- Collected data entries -
------------------------------------------------
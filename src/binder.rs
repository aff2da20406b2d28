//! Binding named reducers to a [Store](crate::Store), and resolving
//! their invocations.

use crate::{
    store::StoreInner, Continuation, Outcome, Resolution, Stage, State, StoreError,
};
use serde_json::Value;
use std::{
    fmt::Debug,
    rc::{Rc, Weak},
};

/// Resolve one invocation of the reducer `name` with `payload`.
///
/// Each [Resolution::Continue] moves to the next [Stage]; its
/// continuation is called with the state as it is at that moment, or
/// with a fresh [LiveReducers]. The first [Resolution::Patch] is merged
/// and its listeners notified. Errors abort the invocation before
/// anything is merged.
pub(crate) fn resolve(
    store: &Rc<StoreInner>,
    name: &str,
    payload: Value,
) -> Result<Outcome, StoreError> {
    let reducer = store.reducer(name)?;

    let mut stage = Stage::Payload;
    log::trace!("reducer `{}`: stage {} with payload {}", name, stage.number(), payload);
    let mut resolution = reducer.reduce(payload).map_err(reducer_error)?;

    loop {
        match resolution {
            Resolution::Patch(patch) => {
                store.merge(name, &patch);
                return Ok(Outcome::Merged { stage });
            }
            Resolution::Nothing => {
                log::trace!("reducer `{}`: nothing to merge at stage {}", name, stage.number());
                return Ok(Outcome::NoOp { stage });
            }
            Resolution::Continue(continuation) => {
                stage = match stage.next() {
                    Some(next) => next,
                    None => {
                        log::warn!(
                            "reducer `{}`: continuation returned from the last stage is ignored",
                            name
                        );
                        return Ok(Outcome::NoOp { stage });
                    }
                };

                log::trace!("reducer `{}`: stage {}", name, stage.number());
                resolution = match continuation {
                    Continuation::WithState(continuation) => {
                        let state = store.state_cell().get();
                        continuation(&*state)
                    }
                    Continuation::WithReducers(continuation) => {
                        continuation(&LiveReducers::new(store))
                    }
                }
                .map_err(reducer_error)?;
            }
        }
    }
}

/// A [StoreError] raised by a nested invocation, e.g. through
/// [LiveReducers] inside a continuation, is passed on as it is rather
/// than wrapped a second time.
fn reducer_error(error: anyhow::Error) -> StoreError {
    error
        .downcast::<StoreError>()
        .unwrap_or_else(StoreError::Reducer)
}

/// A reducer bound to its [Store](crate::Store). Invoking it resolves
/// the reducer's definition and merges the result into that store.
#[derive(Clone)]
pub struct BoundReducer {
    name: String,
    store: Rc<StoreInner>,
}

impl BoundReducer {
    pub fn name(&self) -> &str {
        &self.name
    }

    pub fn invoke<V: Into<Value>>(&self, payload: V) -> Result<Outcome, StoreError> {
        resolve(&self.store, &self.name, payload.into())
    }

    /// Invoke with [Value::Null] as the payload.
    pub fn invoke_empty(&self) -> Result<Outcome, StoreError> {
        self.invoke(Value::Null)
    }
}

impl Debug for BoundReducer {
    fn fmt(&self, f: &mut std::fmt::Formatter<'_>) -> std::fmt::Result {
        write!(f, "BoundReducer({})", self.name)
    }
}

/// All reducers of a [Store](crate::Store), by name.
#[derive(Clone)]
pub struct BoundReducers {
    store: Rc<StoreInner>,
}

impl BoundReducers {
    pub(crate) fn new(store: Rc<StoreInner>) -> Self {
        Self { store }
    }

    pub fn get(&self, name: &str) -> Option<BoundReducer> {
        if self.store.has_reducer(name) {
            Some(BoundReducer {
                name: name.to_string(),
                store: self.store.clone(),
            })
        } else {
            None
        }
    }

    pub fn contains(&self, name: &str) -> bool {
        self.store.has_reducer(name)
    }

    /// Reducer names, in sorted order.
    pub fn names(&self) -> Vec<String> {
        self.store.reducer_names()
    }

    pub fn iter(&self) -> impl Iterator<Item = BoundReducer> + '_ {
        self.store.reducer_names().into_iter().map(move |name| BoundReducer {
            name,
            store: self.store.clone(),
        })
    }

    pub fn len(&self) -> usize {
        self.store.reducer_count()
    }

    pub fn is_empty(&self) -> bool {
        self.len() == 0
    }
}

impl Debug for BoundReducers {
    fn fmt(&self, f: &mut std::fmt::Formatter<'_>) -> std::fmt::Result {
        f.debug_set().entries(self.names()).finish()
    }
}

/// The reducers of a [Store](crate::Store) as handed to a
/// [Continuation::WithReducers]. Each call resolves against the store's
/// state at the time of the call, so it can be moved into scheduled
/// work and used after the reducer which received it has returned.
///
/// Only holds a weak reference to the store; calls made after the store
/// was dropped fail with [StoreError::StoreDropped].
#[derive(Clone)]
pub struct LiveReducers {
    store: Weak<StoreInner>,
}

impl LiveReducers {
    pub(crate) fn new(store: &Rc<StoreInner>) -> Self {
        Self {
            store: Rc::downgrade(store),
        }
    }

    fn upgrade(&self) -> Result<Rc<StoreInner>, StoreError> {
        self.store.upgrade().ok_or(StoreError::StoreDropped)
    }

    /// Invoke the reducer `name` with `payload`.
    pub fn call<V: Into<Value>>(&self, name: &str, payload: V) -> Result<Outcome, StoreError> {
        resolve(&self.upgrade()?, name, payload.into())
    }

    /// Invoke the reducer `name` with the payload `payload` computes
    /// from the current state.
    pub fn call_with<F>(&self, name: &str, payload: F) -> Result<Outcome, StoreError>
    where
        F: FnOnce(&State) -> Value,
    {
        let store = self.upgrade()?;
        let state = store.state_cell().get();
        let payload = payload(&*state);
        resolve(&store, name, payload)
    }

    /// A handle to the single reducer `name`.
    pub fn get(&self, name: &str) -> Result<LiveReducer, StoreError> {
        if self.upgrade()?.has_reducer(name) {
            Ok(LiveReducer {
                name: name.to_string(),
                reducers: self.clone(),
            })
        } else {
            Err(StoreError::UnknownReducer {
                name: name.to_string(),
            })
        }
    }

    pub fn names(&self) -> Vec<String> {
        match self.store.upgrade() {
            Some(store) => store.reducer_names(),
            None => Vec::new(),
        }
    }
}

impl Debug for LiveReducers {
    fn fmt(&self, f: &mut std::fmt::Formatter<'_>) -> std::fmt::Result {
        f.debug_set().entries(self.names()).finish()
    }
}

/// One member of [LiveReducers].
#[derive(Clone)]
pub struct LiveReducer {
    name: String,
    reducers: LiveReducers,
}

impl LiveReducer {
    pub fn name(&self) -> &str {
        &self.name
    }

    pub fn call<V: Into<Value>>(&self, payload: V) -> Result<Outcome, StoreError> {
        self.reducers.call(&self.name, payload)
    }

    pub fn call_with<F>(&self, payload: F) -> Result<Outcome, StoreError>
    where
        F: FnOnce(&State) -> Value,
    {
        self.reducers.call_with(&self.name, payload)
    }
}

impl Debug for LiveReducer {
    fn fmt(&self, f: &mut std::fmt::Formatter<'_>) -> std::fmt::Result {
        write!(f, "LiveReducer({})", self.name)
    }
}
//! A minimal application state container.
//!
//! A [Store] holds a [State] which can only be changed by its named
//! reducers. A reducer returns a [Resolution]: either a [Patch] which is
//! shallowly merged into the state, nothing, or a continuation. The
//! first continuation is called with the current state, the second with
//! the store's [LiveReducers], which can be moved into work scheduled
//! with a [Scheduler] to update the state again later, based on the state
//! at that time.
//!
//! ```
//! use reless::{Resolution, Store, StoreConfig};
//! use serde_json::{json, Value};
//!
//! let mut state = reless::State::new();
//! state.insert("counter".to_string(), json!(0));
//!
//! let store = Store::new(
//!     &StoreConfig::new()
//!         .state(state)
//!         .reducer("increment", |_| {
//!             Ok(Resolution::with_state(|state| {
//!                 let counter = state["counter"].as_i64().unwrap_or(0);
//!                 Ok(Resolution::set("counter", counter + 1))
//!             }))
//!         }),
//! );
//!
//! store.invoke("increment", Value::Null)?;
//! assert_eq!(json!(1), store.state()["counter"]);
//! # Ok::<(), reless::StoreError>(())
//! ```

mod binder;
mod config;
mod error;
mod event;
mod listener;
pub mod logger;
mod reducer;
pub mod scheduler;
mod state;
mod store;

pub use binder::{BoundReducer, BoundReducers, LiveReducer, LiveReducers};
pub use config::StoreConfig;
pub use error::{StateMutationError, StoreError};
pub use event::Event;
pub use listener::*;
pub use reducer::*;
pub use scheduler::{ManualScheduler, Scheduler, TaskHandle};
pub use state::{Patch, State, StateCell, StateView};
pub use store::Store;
------------------------------------------------
- What the task requires -
Every line containing the string "from" in the entries should be counted; give the resulting number and nothing else.

- Result of this task -
2